── Supplied data
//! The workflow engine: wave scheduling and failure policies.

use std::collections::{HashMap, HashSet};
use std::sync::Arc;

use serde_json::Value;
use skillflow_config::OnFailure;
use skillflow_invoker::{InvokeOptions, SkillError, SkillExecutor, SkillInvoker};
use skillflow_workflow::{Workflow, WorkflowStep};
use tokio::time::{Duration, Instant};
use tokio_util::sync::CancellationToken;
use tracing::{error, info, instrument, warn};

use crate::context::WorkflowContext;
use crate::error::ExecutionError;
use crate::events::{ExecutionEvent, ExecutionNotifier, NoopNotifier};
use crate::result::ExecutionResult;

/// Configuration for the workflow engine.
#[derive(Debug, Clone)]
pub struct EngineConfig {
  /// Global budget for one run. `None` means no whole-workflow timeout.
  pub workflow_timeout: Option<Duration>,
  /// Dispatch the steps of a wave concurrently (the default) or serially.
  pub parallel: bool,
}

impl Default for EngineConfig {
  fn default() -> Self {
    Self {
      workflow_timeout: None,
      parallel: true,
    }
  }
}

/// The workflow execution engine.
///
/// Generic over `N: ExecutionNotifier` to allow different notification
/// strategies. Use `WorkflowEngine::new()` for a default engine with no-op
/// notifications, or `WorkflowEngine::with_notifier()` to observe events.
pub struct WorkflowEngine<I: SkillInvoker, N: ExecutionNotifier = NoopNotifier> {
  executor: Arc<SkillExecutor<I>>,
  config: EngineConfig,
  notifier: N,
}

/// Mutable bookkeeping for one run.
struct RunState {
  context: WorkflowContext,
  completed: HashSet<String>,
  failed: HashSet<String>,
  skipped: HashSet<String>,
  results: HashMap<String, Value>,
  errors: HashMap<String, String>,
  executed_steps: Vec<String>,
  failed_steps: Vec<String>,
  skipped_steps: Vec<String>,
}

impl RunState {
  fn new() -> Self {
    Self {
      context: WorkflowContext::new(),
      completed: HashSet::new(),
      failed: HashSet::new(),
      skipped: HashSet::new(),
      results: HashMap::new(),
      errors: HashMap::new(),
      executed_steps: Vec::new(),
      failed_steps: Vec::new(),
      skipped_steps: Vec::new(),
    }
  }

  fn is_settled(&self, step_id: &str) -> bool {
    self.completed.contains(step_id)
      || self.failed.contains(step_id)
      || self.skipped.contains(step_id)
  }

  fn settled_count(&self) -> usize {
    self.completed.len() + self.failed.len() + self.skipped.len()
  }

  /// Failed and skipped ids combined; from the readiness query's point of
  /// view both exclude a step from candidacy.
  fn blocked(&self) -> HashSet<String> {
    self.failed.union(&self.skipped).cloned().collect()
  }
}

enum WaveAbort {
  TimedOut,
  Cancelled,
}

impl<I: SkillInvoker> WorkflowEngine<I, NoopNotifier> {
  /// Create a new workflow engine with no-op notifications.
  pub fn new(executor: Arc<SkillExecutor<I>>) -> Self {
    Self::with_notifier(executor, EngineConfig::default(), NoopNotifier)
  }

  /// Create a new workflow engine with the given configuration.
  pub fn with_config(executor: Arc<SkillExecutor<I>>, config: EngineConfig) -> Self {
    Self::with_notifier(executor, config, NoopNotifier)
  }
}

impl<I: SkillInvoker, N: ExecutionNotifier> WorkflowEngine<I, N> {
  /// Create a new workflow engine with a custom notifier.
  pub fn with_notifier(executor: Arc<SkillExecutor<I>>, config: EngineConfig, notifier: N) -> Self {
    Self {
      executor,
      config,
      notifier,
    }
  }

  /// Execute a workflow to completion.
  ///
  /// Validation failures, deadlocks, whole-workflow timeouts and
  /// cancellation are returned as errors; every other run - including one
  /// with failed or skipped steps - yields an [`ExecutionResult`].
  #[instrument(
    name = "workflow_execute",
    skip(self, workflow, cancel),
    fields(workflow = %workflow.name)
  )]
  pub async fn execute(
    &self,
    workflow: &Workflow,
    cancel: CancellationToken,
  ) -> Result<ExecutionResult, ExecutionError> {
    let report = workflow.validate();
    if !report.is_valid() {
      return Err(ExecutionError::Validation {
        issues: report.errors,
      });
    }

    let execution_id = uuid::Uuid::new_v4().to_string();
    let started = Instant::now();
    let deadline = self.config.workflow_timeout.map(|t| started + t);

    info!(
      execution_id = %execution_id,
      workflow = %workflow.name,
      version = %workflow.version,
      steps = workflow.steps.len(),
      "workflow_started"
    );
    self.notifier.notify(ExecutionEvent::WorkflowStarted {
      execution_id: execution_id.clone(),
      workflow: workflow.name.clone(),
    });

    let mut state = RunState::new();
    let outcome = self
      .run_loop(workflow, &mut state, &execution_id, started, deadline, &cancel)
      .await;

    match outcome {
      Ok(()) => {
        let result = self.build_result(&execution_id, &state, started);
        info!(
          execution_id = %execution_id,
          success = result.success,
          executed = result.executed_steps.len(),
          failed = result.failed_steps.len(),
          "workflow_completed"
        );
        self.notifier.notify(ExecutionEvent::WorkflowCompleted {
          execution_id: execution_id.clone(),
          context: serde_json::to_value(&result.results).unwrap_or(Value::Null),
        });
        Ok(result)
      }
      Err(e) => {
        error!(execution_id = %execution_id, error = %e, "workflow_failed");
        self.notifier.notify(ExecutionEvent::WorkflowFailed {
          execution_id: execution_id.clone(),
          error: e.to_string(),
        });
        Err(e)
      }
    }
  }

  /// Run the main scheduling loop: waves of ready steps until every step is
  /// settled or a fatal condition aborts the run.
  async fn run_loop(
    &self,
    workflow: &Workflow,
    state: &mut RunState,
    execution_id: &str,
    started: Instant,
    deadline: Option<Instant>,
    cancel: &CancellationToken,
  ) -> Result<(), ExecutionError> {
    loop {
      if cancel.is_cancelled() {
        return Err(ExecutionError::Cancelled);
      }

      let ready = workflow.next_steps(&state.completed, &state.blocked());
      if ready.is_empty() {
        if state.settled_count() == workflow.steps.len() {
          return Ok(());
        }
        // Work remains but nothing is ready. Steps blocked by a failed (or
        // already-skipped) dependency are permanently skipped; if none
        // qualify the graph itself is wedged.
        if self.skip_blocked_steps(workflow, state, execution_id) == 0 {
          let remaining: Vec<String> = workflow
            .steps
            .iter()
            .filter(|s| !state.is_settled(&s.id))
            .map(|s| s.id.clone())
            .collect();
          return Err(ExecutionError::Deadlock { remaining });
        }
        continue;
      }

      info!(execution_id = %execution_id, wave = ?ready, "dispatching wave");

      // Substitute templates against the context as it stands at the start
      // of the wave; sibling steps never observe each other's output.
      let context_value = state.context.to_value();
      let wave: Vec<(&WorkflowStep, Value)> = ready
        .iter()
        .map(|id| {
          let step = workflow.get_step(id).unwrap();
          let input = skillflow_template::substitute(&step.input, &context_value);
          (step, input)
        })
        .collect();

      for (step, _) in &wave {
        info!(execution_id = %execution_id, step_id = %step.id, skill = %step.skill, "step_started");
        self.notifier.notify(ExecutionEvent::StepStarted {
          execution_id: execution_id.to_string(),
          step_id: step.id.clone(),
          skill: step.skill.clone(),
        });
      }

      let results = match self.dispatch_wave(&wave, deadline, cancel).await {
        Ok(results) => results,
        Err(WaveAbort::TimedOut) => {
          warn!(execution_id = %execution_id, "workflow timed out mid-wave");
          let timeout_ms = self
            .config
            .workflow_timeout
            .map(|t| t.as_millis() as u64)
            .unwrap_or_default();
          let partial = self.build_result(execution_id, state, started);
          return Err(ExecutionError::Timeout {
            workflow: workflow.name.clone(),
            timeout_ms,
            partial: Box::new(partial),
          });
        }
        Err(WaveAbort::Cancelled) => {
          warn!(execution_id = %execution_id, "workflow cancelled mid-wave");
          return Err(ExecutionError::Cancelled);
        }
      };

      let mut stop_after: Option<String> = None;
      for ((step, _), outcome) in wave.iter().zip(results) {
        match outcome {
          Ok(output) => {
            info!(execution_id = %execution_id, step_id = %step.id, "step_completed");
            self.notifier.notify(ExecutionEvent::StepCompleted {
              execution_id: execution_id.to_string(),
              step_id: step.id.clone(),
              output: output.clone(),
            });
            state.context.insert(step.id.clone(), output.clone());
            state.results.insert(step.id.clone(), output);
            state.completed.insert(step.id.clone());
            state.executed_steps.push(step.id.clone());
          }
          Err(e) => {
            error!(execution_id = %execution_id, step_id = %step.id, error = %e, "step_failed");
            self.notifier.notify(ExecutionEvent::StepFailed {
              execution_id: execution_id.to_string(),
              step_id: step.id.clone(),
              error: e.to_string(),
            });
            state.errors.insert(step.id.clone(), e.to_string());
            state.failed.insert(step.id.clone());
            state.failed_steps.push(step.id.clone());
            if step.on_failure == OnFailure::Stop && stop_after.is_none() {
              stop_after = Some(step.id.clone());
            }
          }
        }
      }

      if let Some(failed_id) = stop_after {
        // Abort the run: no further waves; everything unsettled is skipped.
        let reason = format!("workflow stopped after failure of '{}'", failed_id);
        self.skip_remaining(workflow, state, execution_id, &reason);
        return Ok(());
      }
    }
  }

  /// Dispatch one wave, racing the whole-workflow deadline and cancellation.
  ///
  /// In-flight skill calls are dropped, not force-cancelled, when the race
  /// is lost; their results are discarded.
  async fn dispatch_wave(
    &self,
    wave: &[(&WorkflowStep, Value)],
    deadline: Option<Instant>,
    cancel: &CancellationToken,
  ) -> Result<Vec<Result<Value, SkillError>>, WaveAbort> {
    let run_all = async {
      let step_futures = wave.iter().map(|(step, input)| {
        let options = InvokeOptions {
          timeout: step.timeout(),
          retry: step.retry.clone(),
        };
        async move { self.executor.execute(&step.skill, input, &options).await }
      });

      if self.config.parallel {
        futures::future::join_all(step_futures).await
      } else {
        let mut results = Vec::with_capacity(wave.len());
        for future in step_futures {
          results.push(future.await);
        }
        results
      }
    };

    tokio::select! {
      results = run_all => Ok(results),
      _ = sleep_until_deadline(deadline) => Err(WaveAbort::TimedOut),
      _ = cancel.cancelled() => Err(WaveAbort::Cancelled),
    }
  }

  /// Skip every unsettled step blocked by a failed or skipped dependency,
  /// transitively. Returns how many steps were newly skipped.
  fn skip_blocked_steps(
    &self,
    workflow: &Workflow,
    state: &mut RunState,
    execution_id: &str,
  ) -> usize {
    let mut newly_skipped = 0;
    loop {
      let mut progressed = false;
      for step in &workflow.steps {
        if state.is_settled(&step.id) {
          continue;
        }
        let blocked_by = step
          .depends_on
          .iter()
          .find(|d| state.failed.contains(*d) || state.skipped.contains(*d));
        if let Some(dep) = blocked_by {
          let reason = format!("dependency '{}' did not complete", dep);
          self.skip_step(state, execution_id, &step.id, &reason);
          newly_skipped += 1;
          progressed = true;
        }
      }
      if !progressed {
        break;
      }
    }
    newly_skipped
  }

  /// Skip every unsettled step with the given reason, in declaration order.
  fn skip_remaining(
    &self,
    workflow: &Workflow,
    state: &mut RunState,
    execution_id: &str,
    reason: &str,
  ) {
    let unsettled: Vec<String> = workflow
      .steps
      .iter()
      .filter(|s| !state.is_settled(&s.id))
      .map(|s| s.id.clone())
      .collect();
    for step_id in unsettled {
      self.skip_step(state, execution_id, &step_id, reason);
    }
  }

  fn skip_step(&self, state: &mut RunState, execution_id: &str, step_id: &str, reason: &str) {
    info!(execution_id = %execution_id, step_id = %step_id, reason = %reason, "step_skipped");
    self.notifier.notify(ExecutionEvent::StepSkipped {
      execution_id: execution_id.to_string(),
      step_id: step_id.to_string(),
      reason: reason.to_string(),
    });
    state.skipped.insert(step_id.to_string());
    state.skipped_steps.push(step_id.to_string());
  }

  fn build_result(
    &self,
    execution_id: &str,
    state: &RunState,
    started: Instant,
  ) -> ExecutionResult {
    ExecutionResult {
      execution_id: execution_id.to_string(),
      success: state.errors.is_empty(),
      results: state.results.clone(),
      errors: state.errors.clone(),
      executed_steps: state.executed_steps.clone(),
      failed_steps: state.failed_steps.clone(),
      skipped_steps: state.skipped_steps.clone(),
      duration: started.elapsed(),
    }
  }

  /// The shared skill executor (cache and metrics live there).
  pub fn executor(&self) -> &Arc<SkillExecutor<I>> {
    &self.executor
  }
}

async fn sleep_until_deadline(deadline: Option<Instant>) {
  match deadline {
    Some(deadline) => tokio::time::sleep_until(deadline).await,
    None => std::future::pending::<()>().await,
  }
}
────
── Supplied data
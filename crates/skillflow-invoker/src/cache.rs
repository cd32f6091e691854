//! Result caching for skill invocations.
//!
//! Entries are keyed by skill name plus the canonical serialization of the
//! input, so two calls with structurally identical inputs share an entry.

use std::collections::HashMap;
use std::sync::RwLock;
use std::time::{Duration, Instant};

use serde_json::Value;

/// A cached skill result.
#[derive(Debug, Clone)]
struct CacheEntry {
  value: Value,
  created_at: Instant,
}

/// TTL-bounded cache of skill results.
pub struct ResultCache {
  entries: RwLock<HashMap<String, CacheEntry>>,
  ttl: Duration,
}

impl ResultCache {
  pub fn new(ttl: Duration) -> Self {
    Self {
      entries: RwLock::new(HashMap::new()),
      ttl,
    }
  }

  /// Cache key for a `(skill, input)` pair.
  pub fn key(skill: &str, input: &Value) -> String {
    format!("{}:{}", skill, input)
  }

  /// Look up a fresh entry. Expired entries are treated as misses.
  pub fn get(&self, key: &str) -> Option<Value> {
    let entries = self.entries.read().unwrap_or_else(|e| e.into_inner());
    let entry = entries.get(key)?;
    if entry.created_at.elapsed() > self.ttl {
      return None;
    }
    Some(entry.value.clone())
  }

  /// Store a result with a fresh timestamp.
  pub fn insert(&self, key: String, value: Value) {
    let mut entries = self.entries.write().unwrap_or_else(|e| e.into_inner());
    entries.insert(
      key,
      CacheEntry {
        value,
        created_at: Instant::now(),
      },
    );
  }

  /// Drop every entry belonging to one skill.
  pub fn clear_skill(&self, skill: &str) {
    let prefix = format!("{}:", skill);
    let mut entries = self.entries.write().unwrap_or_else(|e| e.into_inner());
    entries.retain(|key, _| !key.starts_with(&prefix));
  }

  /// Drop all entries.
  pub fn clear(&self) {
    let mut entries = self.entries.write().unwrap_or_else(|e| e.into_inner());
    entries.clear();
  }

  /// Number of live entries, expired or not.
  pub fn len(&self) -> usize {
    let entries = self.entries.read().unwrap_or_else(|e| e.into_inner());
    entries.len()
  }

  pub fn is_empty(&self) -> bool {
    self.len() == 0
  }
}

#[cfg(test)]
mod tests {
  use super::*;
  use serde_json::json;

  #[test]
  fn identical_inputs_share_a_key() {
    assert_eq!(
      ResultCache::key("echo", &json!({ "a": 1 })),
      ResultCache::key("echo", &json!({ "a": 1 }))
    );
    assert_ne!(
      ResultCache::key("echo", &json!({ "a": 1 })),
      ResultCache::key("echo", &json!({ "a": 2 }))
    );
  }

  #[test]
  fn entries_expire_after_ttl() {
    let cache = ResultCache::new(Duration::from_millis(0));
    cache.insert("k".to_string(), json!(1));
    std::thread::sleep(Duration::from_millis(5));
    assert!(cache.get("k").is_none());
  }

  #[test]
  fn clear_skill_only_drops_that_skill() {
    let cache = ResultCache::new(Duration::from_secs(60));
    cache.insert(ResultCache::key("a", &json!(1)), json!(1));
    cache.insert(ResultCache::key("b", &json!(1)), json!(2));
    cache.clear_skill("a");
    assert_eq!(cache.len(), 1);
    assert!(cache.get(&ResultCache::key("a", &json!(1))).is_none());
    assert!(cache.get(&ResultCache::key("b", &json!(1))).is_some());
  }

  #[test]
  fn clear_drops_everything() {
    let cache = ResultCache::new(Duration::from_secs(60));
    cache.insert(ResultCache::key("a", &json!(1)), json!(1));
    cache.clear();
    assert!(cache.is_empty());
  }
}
────
── Supplied data
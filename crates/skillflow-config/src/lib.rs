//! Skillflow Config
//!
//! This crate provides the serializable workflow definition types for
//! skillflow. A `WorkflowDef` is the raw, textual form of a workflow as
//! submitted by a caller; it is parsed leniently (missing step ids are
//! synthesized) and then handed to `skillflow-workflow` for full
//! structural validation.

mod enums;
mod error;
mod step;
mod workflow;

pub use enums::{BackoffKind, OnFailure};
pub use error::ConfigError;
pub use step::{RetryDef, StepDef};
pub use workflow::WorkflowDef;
────
» Exercise objective:
The expected result is every line above containing the string "ExecutionError".

» Answer box:
use crate::error::ExecutionError;
  ) -> Result<ExecutionResult, ExecutionError> {
      return Err(ExecutionError::Validation {
  ) -> Result<(), ExecutionError> {
        return Err(ExecutionError::Cancelled);
          return Err(ExecutionError::Deadlock { remaining });
          return Err(ExecutionError::Timeout {
          return Err(ExecutionError::Cancelled);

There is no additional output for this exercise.